= TASK TO CARRY OUT =
The first line of the data below and every line after it, through the one with "stages work in.", must be transcribed without change.

Dataset entries
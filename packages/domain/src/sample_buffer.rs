//! Typed sample storage shared by frames of every format.
//
//  • One `Vec` per plane; interleaved data is a single plane.
//  • `PcmScalar` is implemented via a macro for every scalar type we carry;
//    it maps a scalar type onto its `SampleBuffer` variant and provides the
//    `f32` conversions the DSP stages work in.

use crate::frame_error::FrameError;
use crate::sample_format::SampleKind;

/* ─────────────────────────────── BUFFER ────────────────────────────── */

/// Sample planes of one frame, tagged by numeric kind.
#[derive(Debug, Clone, PartialEq)]
pub enum SampleBuffer {
    U8(Vec<Vec<u8>>),
    S16(Vec<Vec<i16>>),
    S32(Vec<Vec<i32>>),
    F32(Vec<Vec<f32>>),
    F64(Vec<Vec<f64>>),
}

impl SampleBuffer {
    /// Numeric kind stored in this buffer.
    pub fn kind(&self) -> SampleKind {
        match self {
            Self::U8(_) => SampleKind::U8,
            Self::S16(_) => SampleKind::S16,
            Self::S32(_) => SampleKind::S32,
            Self::F32(_) => SampleKind::F32,
            Self::F64(_) => SampleKind::F64,
        }
    }

    /// `planes` planes of `len` silent scalars.
    pub fn silence(kind: SampleKind, planes: usize, len: usize) -> Self {
        match kind {
            SampleKind::U8 => Self::U8(vec![vec![u8::SILENCE; len]; planes]),
            SampleKind::S16 => Self::S16(vec![vec![i16::SILENCE; len]; planes]),
            SampleKind::S32 => Self::S32(vec![vec![i32::SILENCE; len]; planes]),
            SampleKind::F32 => Self::F32(vec![vec![f32::SILENCE; len]; planes]),
            SampleKind::F64 => Self::F64(vec![vec![f64::SILENCE; len]; planes]),
        }
    }

    pub fn plane_count(&self) -> usize {
        match self {
            Self::U8(p) => p.len(),
            Self::S16(p) => p.len(),
            Self::S32(p) => p.len(),
            Self::F32(p) => p.len(),
            Self::F64(p) => p.len(),
        }
    }

    /// Length of every plane, or `None` if the planes disagree.
    pub fn plane_len(&self) -> Option<usize> {
        fn uniform<T>(planes: &[Vec<T>]) -> Option<usize> {
            let first = planes.first().map_or(0, Vec::len);
            planes.iter().all(|p| p.len() == first).then_some(first)
        }
        match self {
            Self::U8(p) => uniform(p),
            Self::S16(p) => uniform(p),
            Self::S32(p) => uniform(p),
            Self::F32(p) => uniform(p),
            Self::F64(p) => uniform(p),
        }
    }

    /// Convert planar `f32` channels (`channels[c][i]`) into `kind`, either
    /// keeping one plane per channel or interleaving into a single plane.
    pub fn from_planar_f32(
        kind: SampleKind,
        planar: bool,
        channels: &[Vec<f32>],
    ) -> Result<Self, FrameError> {
        Ok(match kind {
            SampleKind::U8 => Self::U8(convert_planes(planar, channels)?),
            SampleKind::S16 => Self::S16(convert_planes(planar, channels)?),
            SampleKind::S32 => Self::S32(convert_planes(planar, channels)?),
            SampleKind::F32 => Self::F32(convert_planes(planar, channels)?),
            SampleKind::F64 => Self::F64(convert_planes(planar, channels)?),
        })
    }

    /// De-interleave (if needed) and convert every channel to `f32`.
    pub fn to_planar_f32(&self, planar: bool, channels: usize) -> Vec<Vec<f32>> {
        match self {
            Self::U8(p) => collect_planes(planar, channels, p),
            Self::S16(p) => collect_planes(planar, channels, p),
            Self::S32(p) => collect_planes(planar, channels, p),
            Self::F32(p) => collect_planes(planar, channels, p),
            Self::F64(p) => collect_planes(planar, channels, p),
        }
    }
}

fn convert_planes<T: PcmScalar>(
    planar: bool,
    channels: &[Vec<f32>],
) -> Result<Vec<Vec<T>>, FrameError> {
    let len = channels.first().map_or(0, Vec::len);
    if channels.iter().any(|c| c.len() != len) {
        return Err(FrameError::PlaneLength {
            expected: len,
            found: channels.iter().map(Vec::len).find(|&l| l != len).unwrap_or(len),
        });
    }

    if planar {
        let mut planes = Vec::new();
        planes
            .try_reserve_exact(channels.len())
            .map_err(|_| FrameError::Allocation)?;
        for channel in channels {
            let mut plane = Vec::new();
            plane.try_reserve_exact(len).map_err(|_| FrameError::Allocation)?;
            plane.extend(channel.iter().map(|&v| T::from_f32(v)));
            planes.push(plane);
        }
        Ok(planes)
    } else {
        let mut plane = Vec::new();
        plane
            .try_reserve_exact(len * channels.len())
            .map_err(|_| FrameError::Allocation)?;
        for i in 0..len {
            plane.extend(channels.iter().map(|c| T::from_f32(c[i])));
        }
        Ok(vec![plane])
    }
}

fn collect_planes<T: PcmScalar>(planar: bool, channels: usize, planes: &[Vec<T>]) -> Vec<Vec<f32>> {
    if planar {
        return planes
            .iter()
            .map(|p| p.iter().map(|&v| v.to_f32()).collect())
            .collect();
    }
    let Some(plane) = planes.first() else {
        return vec![Vec::new(); channels];
    };
    let channels = channels.max(1);
    let mut out = vec![Vec::with_capacity(plane.len() / channels); channels];
    for sample in plane.chunks_exact(channels) {
        for (c, &v) in sample.iter().enumerate() {
            out[c].push(v.to_f32());
        }
    }
    out
}

/* ──────────────────────────── TRAIT CORE ───────────────────────────── */

/// A scalar type that can live in a [`SampleBuffer`].
///
/// Conversions to and from `f32` use the nominal `[-1.0, 1.0]` range and
/// saturate instead of wrapping.
pub trait PcmScalar: Copy + PartialOrd + Send + Sync + 'static {
    /// Value that encodes silence.
    const SILENCE: Self;
    /// Convert from a nominal `[-1.0, 1.0]` float.
    fn from_f32(v: f32) -> Self;
    /// Convert to a nominal `[-1.0, 1.0]` float.
    fn to_f32(self) -> f32;
    /// Borrow the planes if `buf` holds this scalar type.
    fn planes(buf: &SampleBuffer) -> Option<&[Vec<Self>]>;
    /// Mutably borrow the planes if `buf` holds this scalar type.
    fn planes_mut(buf: &mut SampleBuffer) -> Option<&mut [Vec<Self>]>;
}

/* ───────────────────── blanket impl via macro ──────────────────────── */

macro_rules! with_pcm_scalar {
    ($ty:ty, $variant:ident, $silence:expr, $from_f32:expr, $to_f32:expr) => {
        impl PcmScalar for $ty {
            const SILENCE: Self = $silence;
            #[inline]
            fn from_f32(v: f32) -> Self {
                $from_f32(v)
            }
            #[inline]
            fn to_f32(self) -> f32 {
                $to_f32(self)
            }
            #[inline]
            fn planes(buf: &SampleBuffer) -> Option<&[Vec<Self>]> {
                match buf {
                    SampleBuffer::$variant(p) => Some(p),
                    _ => None,
                }
            }
            #[inline]
            fn planes_mut(buf: &mut SampleBuffer) -> Option<&mut [Vec<Self>]> {
                match buf {
                    SampleBuffer::$variant(p) => Some(p),
                    _ => None,
                }
            }
        }
    };
}

/* u8, silence at the midpoint */
with_pcm_scalar!(
    u8,
    U8,
    128,
    |v: f32| (v * 128.0 + 128.0).round().clamp(0.0, 255.0) as u8,
    |v: u8| (f32::from(v) - 128.0) / 128.0
);
/* i16 */
with_pcm_scalar!(
    i16,
    S16,
    0,
    |v: f32| (v * 32_768.0).round().clamp(-32_768.0, 32_767.0) as i16,
    |v: i16| f32::from(v) / 32_768.0
);
/* i32, widened through f64 to keep the low bits */
with_pcm_scalar!(
    i32,
    S32,
    0,
    |v: f32| (f64::from(v) * 2_147_483_648.0)
        .round()
        .clamp(-2_147_483_648.0, 2_147_483_647.0) as i32,
    |v: i32| (f64::from(v) / 2_147_483_648.0) as f32
);
/* f32 */
with_pcm_scalar!(f32, F32, 0.0, |v: f32| v, |v: f32| v);
/* f64 */
with_pcm_scalar!(f64, F64, 0.0, |v: f32| f64::from(v), |v: f64| v as f32);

= WRITTEN SOLUTION =
filename packages/domain/src/sample_buffer.rs
//! Typed sample storage shared by frames of every format.
//
//  • One `Vec` per plane; interleaved data is a single plane.
//  • `PcmScalar` is implemented via a macro for every scalar type we carry;
//    it maps a scalar type onto its `SampleBuffer` variant and provides the
//    `f32` conversions the DSP stages work in.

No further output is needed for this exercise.